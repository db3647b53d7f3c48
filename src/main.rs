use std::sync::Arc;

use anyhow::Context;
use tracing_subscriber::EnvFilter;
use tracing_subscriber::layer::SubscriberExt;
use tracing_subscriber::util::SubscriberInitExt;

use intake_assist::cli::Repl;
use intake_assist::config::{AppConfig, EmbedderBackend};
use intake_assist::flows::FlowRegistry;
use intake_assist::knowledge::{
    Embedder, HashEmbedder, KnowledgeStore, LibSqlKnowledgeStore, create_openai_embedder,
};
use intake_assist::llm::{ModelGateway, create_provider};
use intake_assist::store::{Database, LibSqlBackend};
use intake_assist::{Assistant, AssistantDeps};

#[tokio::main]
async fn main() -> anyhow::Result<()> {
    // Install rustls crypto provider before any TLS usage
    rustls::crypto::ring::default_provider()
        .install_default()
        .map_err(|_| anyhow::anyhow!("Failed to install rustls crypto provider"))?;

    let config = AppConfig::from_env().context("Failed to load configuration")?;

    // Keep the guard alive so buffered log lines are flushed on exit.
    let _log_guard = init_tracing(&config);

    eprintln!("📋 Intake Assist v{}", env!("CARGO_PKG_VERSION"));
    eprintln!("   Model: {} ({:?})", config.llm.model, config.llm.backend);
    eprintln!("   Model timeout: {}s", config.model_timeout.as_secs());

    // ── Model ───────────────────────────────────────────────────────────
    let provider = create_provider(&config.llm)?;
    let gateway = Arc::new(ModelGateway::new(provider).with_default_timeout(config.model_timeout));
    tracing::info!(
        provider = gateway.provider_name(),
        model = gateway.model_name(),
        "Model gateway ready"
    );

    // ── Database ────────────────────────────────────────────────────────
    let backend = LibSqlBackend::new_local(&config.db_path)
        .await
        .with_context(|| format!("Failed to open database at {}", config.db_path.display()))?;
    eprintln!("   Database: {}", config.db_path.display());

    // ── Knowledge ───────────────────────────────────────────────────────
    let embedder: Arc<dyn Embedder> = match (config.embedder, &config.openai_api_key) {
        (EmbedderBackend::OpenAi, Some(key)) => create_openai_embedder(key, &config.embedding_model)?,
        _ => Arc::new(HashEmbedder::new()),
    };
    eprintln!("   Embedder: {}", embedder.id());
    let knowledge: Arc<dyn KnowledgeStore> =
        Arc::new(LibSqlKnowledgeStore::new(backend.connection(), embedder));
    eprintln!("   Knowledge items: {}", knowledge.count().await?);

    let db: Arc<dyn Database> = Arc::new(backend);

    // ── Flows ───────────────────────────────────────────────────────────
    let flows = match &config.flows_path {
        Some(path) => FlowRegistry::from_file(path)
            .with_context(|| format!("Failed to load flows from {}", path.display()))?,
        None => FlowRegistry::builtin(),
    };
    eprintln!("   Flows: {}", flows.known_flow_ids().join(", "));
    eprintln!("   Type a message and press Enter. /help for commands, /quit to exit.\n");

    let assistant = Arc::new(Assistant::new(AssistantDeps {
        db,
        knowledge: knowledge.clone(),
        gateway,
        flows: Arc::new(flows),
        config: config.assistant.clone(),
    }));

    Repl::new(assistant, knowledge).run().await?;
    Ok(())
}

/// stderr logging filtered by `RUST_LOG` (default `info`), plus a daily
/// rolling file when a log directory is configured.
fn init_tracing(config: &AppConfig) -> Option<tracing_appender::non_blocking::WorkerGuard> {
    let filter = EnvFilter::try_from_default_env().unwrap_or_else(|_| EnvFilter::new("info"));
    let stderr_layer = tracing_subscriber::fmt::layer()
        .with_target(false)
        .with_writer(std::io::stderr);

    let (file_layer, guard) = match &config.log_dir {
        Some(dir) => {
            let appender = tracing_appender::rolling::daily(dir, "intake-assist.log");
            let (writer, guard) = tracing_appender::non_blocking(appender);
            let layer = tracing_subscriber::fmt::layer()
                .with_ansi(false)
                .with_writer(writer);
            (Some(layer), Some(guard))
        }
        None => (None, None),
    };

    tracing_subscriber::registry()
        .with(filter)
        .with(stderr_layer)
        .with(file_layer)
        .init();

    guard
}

+++

**WORK ORDER:**
Starting from the first line of the records above, retype each line exactly up to and including the one that contains "any TLS usage", and nothing more.

**WRITTEN RESPONSE:**
repository db3647b53d7f3c48
filename src/main.rs
use std::sync::Arc;

use anyhow::Context;
use tracing_subscriber::EnvFilter;
use tracing_subscriber::layer::SubscriberExt;
use tracing_subscriber::util::SubscriberInitExt;

use intake_assist::cli::Repl;
use intake_assist::config::{AppConfig, EmbedderBackend};
use intake_assist::flows::FlowRegistry;
use intake_assist::knowledge::{
    Embedder, HashEmbedder, KnowledgeStore, LibSqlKnowledgeStore, create_openai_embedder,
};
use intake_assist::llm::{ModelGateway, create_provider};
use intake_assist::store::{Database, LibSqlBackend};
use intake_assist::{Assistant, AssistantDeps};

#[tokio::main]
async fn main() -> anyhow::Result<()> {
    // Install rustls crypto provider before any TLS usage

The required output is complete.